What happens if you set $r > min{M,N}$, and why does that happen? The rank will be by the smaller of n or m, and can't be any greater than this minimum value. 

In [28]:
def generate_matrix_with_rank(num_rows, num_columns, rank):
    matrix_A = np.random.randn(num_rows, rank)
    matrix_B = np.random.randn(rank, num_columns)
    result_matrix = np.dot(matrix_A, matrix_B)
    matrix_rank = np.linalg.matrix_rank(result_matrix)
    
    print(f"Rank of the matrix: {matrix_rank}")
    print(f"Expected rank: {rank}")
    return result_matrix, matrix_rank

num_rows, num_columns, rank = 5, 4, 3
result_matrix, matrix_rank = generate_matrix_with_rank(num_rows, num_columns, rank)

Rank of the matrix: 3
Expected rank: 3


### Problem 7
Interestingly, the matrices $A$, $A^T$, $A^T A$, and $AA^T$ all have the same rank.

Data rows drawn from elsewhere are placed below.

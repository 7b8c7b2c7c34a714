// Copyright 2025 eraflo
//
// Licensed under the Apache License, Version 2.0 (the "License");
// you may not use this file except in compliance with the License.
// You may obtain a copy of the License at
//
//     http://www.apache.org/licenses/LICENSE-2.0
//
// Unless required by applicable law or agreed to in writing, software
// distributed under the License is distributed on an "AS IS" BASIS,
// WITHOUT WARRANTIES OR CONDITIONS OF ANY KIND, either express or implied.
// See the License for the specific language governing permissions and
// limitations under the License.

//! The device abstraction handles are allocated from.

use super::handle::{GpuHandle, ResourceKind};
use parking_lot::Mutex;
use std::collections::HashMap;
use std::sync::atomic::{AtomicU64, Ordering};

/// The allocation side of a graphics backend.
///
/// Implementations must tolerate `release` being called with a handle they no
/// longer know about; the resource model guarantees single release for well
/// behaved owners, but a device must not crash when that guarantee is broken.
pub trait RenderDevice: Send + Sync {
    /// Allocates a new native object and returns its handle.
    fn allocate(&self, kind: ResourceKind, label: &str) -> GpuHandle;

    /// Returns a native object to the device.
    fn release(&self, handle: GpuHandle);
}

/// One entry of the [`ResourceLedger`] history.
#[derive(Debug, Clone, PartialEq, Eq)]
pub enum LedgerEvent {
    /// A handle was allocated.
    Allocated {
        /// The new handle.
        handle: GpuHandle,
        /// Its kind.
        kind: ResourceKind,
    },
    /// A live handle was released.
    Released {
        /// The released handle.
        handle: GpuHandle,
        /// Its kind.
        kind: ResourceKind,
    },
}

#[derive(Debug)]
struct LiveEntry {
    kind: ResourceKind,
    label: String,
}

#[derive(Debug, Default)]
struct LedgerState {
    live: HashMap<GpuHandle, LiveEntry>,
    history: Vec<LedgerEvent>,
    rejected_releases: usize,
}

/// An in-process [`RenderDevice`] that keeps a full history of allocations
/// and releases.
///
/// Headless hosts run on it directly, and it is the reference for asserting
/// release discipline: a release of an unknown or already released handle is
/// counted and logged instead of being forwarded anywhere.
#[derive(Debug, Default)]
pub struct ResourceLedger {
    next: AtomicU64,
    state: Mutex<LedgerState>,
}

impl ResourceLedger {
    /// Creates an empty ledger.
    pub fn new() -> Self {
        Self::default()
    }

    /// Number of handles currently live.
    pub fn live_count(&self) -> usize {
        self.state.lock().live.len()
    }

    /// Number of live handles of the given kind.
    pub fn live_of(&self, kind: ResourceKind) -> usize {
        self.state
            .lock()
            .live
            .values()
            .filter(|entry| entry.kind == kind)
            .count()
    }

    /// Returns `true` if `handle` has been allocated and not yet released.
    pub fn is_live(&self, handle: GpuHandle) -> bool {
        self.state.lock().live.contains_key(&handle)
    }

    /// Returns the label a live handle was allocated with.
    pub fn label_of(&self, handle: GpuHandle) -> Option<String> {
        self.state
            .lock()
            .live
            .get(&handle)
            .map(|entry| entry.label.clone())
    }

    /// Total number of allocations ever made.
    pub fn allocation_count(&self) -> usize {
        self.state
            .lock()
            .history
            .iter()
            .filter(|event| matches!(event, LedgerEvent::Allocated { .. }))
            .count()
    }

    /// Handles in the order they were released.
    pub fn release_order(&self) -> Vec<GpuHandle> {
        self.state
            .lock()
            .history
            .iter()
            .filter_map(|event| match event {
                LedgerEvent::Released { handle, .. } => Some(*handle),
                LedgerEvent::Allocated { .. } => None,
            })
            .collect()
    }

    /// Position of `handle` in [`ResourceLedger::release_order`].
    pub fn release_position(&self, handle: GpuHandle) -> Option<usize> {
        self.release_order().iter().position(|h| *h == handle)
    }

    /// Number of release calls that targeted a handle that was not live.
    pub fn rejected_releases(&self) -> usize {
        self.state.lock().rejected_releases
    }

    /// A copy of the complete event history.
    pub fn history(&self) -> Vec<LedgerEvent> {
        self.state.lock().history.clone()
    }
}

impl RenderDevice for ResourceLedger {
    fn allocate(&self, kind: ResourceKind, label: &str) -> GpuHandle {
        let handle = GpuHandle::from_raw(self.next.fetch_add(1, Ordering::Relaxed) + 1);
        let mut state = self.state.lock();
        state.live.insert(
            handle,
            LiveEntry {
                kind,
                label: label.to_string(),
            },
        );
        state.history.push(LedgerEvent::Allocated { handle, kind });
        log::trace!("Allocated {handle} ({kind:?}) for '{label}'");
        handle
    }

    fn release(&self, handle: GpuHandle) {
        let mut state = self.state.lock();
        match state.live.remove(&handle) {
            Some(entry) => {
                state.history.push(LedgerEvent::Released {
                    handle,
                    kind: entry.kind,
                });
                log::trace!("Released {handle} ({:?}) of '{}'", entry.kind, entry.label);
            }
            None => {
                state.rejected_releases += 1;
                log::warn!("Ignoring release of {handle}: not a live handle");
            }
        }
    }
}

#[cfg(test)]
mod tests {
    use super::*;

    #[test]
    fn test_allocate_yields_distinct_live_handles() {
        let ledger = ResourceLedger::new();
        let a = ledger.allocate(ResourceKind::Geometry, "a");
        let b = ledger.allocate(ResourceKind::Material, "b");

        assert_ne!(a, b);
        assert_eq!(ledger.live_count(), 2);
        assert_eq!(ledger.live_of(ResourceKind::Material), 1);
        assert_eq!(ledger.label_of(a).as_deref(), Some("a"));
    }

    #[test]
    fn test_double_release_is_absorbed() {
        let ledger = ResourceLedger::new();
        let handle = ledger.allocate(ResourceKind::Texture, "t");

        ledger.release(handle);
        ledger.release(handle);

        assert!(!ledger.is_live(handle));
        assert_eq!(ledger.release_order(), vec![handle]);
        assert_eq!(ledger.rejected_releases(), 1);
    }
}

Write code to demonstrate this, using random matrices of various sizes, shapes (square, tall, wide), and ranks. Create a total of 6 random, two of each size that have different sizes and ranks. 

In [None]:
import numpy as np

def check_rank_of_matrices(matrix):
    transpose_matrix = matrix.T
    product_A_T_A = np.dot(transpose_matrix, matrix)
    product_A_A_T = np.dot(matrix, transpose_matrix)
    
    rank_A = np.linalg.matrix_rank(matrix)
    rank_A_T = np.linalg.matrix_rank(transpose_matrix)
    rank_A_T_A = np.linalg.matrix_rank(product_A_T_A)
    rank_A_A_T = np.linalg.matrix_rank(product_A_A_T)
    
    print(f"Rank of A: {rank_A}")
    print(f"Rank of A^T: {rank_A_T}")
    print(f"Rank of A^T A: {rank_A_T_A}")
    print(f"Rank of A A^T: {rank_A_A_T}")
    print("="*30)

# Test 1: Square matrix, full rank
A1 = np.random.randn(5, 5)
check_rank_of_matrices(A1)

# Test 2: Tall matrix, full rank
A2 = np.random.randn(5, 3)
check_rank_of_matrices(A2)

# Test 3: Wide matrix, full rank
A3 = np.random.randn(3, 5)
check_rank_of_matrices(A3)

# Test 4: Square matrix, rank < min(rows, columns)
A4 = np.random.randn(5, 5)
A4[:, 2:] = 0 
check_rank_of_matrices(A4)

# Test 5: Tall matrix, rank < min(rows, columns)
A5 = np.random.randn(5, 3)
A5[:, 1:] = 0  
check_rank_of_matrices(A5)

# Test 6: Wide matrix, rank < min(rows, columns)
A6 = np.random.randn(3, 5)
A6[1:, :] = 0 
check_rank_of_matrices(A6)


Rank of A: 5
Rank of A^T: 5
Rank of A^T A: 5
Rank of A A^T: 5
Rank of A: 3
Rank of A^T: 3
Rank of A^T A: 3
Rank of A A^T: 3
Rank of A: 3
Rank of A^T: 3
Rank of A^T A: 3
Rank of A A^T: 3
Rank of A: 2
Rank of A^T: 2
Rank of A^T A: 2
Rank of A A^T: 2
Rank of A: 1
Rank of A^T: 1
Rank of A^T A: 1
Rank of A A^T: 1
Rank of A: 1
Rank of A^T: 1
Rank of A^T A: 1
Rank of A A^T: 1


### Problem 8

Demonstrate the addition rule of matrix rank $(r(A + B) ≤ r(A) + r(B))$ by creating three pairs of rank-1 matrices that have a sum with 
1. rank-0
2. rank-1
3. rank-2

Then repeat this exercise using matrix multiplication instead of addition.

In [31]:
import numpy as np

def compute_rank_of_sum(matrix_A, matrix_B):
    result_matrix = matrix_A + matrix_B
    return np.linalg.matrix_rank(result_matrix)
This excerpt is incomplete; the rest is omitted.